Incremental or non-incremental PST evaluation calcs

bob · Post by **bob** » Fri Jan 27, 2012 11:37 pm

Sven Schüle wrote:
bob wrote:
hgm wrote:
bob wrote:With todays programs, the trees are deep and narrow. Which is exactly the circumstance that doesn't favor incremental calculations. The old-style wide/bushy trees were quite good for incremental update, but I don't think it is nearly as clear an advantage today...

Worth actually quantifying at some point...
They are not that narrow: a branching ratio of 2 only doubles the incremental work per end leaf from 1 to 2 updates, as all earlier updates are shared between 2, 4, 8... nodes. And that is only infinitesimally smaller than double for a tree that is not infinitely deep, so depth has certainly nothing to do with it.

Only when the EBF smaller than 1.125 would you get substantial difference in the workload of incremental updating in an 8 ply tree,
Right. But I am talking about 24-30 ply searches in typical CCT-like tournaments...
The point of HGM was like this:

- You are at a node X where you call eval() (which is somewhere within QS most of the time). The effort for the incremental PST score update done during the previous move (the move made from a node 1 ply above X) counts by 100% for that eval call.

- Assuming EBF=2 (actually it is smaller in QS which makes HGM's point somewhat weaker), the PST update during the next-to-previous move (2 plies above X) only counts by 50% for eval() at X since on average that update is shared with a sibling of X.

- The PST update done 3 plies above X counts by 25%, and so on.

In total this is ~200% for EBF=2 (300% for EBF=1.5, 500% for EBF=1.25, is that possible within the area of only QS and "low depth" nodes?) and independent from the actual path length from root to X due to "sharing".

Sven

Here is what my conjecture is based on. In a "wide search" you do an incremental update, and at the leaves, you use that value a bunch of times, as you successively make each move and then do a static eval (assuming no captures for simplicity). In a deeper/narrower search, you use that last incremental value fewer times. But you are also searching deeper. So you did more of 'em to get to that final eval call.

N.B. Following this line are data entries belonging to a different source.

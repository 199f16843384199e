use std::fmt;
use std::str::FromStr;

use crate::error::RouteError;

/// A product taxonomy segment. Each category owns a list page at `/{slug}`
/// and a detail page at `/{slug}/:id`; both render the same two components.
#[derive(Debug, Clone, Copy, PartialEq, Eq, Hash, PartialOrd, Ord)]
pub enum Category {
    MobilesAndTablets,
    Televisions,
    Kitchen,
    Headphones,
    HomeAppliances,
    Computers,
    Cameras,
    PersonalCare,
    Accessories,
}

impl Category {
    /// Declaration order of the storefront routes.
    pub const ALL: [Category; 9] = [
        Category::MobilesAndTablets,
        Category::Televisions,
        Category::Kitchen,
        Category::Headphones,
        Category::HomeAppliances,
        Category::Computers,
        Category::Cameras,
        Category::PersonalCare,
        Category::Accessories,
    ];

    /// The URL segment, also used as the category filter passed to pages.
    pub const fn slug(self) -> &'static str {
        match self {
            Self::MobilesAndTablets => "mobilesandtablets",
            Self::Televisions => "televisions",
            Self::Kitchen => "kitchen",
            Self::Headphones => "headphones",
            Self::HomeAppliances => "homeappliances",
            Self::Computers => "computers",
            Self::Cameras => "cameras",
            Self::PersonalCare => "personalcare",
            Self::Accessories => "accessories",
        }
    }

    pub const fn label(self) -> &'static str {
        match self {
            Self::MobilesAndTablets => "Mobiles & Tablets",
            Self::Televisions => "Televisions",
            Self::Kitchen => "Kitchen",
            Self::Headphones => "Headphones",
            Self::HomeAppliances => "Home Appliances",
            Self::Computers => "Computers",
            Self::Cameras => "Cameras",
            Self::PersonalCare => "Personal Care",
            Self::Accessories => "Accessories",
        }
    }
}

impl fmt::Display for Category {
    fn fmt(&self, f: &mut fmt::Formatter<'_>) -> fmt::Result {
        f.write_str(self.slug())
    }
}

impl FromStr for Category {
    type Err = RouteError;

    fn from_str(slug: &str) -> Result<Self, Self::Err> {
        Self::ALL
            .into_iter()
            .find(|category| category.slug() == slug)
            .ok_or_else(|| RouteError::UnknownCategory(slug.to_string()))
    }
}

#[cfg(test)]
mod tests {
    use super::*;

    #[test]
    fn test_slugs_are_distinct() {
        let mut slugs: Vec<_> = Category::ALL.iter().map(|c| c.slug()).collect();
        slugs.sort_unstable();
        slugs.dedup();
        assert_eq!(slugs.len(), Category::ALL.len());
    }

    #[test]
    fn test_from_str_known_slug() {
        assert_eq!("personalcare".parse::<Category>(), Ok(Category::PersonalCare));
    }

    #[test]
    fn test_from_str_is_case_sensitive() {
        assert_eq!(
            "Cameras".parse::<Category>(),
            Err(RouteError::UnknownCategory("Cameras".to_string()))
        );
    }

    #[test]
    fn test_wishlist_is_not_a_category() {
        assert!("whishlist".parse::<Category>().is_err());
    }
}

Whether this is significant or not, I don't know. Another idea is the normal "procrastination" idea, where you want to wait until the last minute to do something, because you might not have to do it at all, due to pruning...

I did a lot of that stuff in Cray Blitz. And I did it a lot in early Crafty versions, but it is much cleaner to have the eval stuff in Evaluate() rather than scattered around in Make/Unmake and such... The only thing I do incrementally is material, because I use that inside the search tree to make decisions.

Don · Post by **Don** » Fri Jan 27, 2012 11:59 pm

bob wrote:
Sven Schüle wrote:
bob wrote:
hgm wrote:
bob wrote:With todays programs, the trees are deep and narrow. Which is exactly the circumstance that doesn't favor incremental calculations. The old-style wide/bushy trees were quite good for incremental update, but I don't think it is nearly as clear an advantage today...

Worth actually quantifying at some point...
They are not that narrow: a branching ratio of 2 only doubles the incremental work per end leaf from 1 to 2 updates, as all earlier updates are shared between 2, 4, 8... nodes. And that is only infinitesimally smaller than double for a tree that is not infinitely deep, so depth has certainly nothing to do with it.

Only when the EBF smaller than 1.125 would you get substantial difference in the workload of incremental updating in an 8 ply tree,
Right. But I am talking about 24-30 ply searches in typical CCT-like tournaments...
The point of HGM was like this:

- You are at a node X where you call eval() (which is somewhere within QS most of the time). The effort for the incremental PST score update done during the previous move (the move made from a node 1 ply above X) counts by 100% for that eval call.

- Assuming EBF=2 (actually it is smaller in QS which makes HGM's point somewhat weaker), the PST update during the next-to-previous move (2 plies above X) only counts by 50% for eval() at X since on average that update is shared with a sibling of X.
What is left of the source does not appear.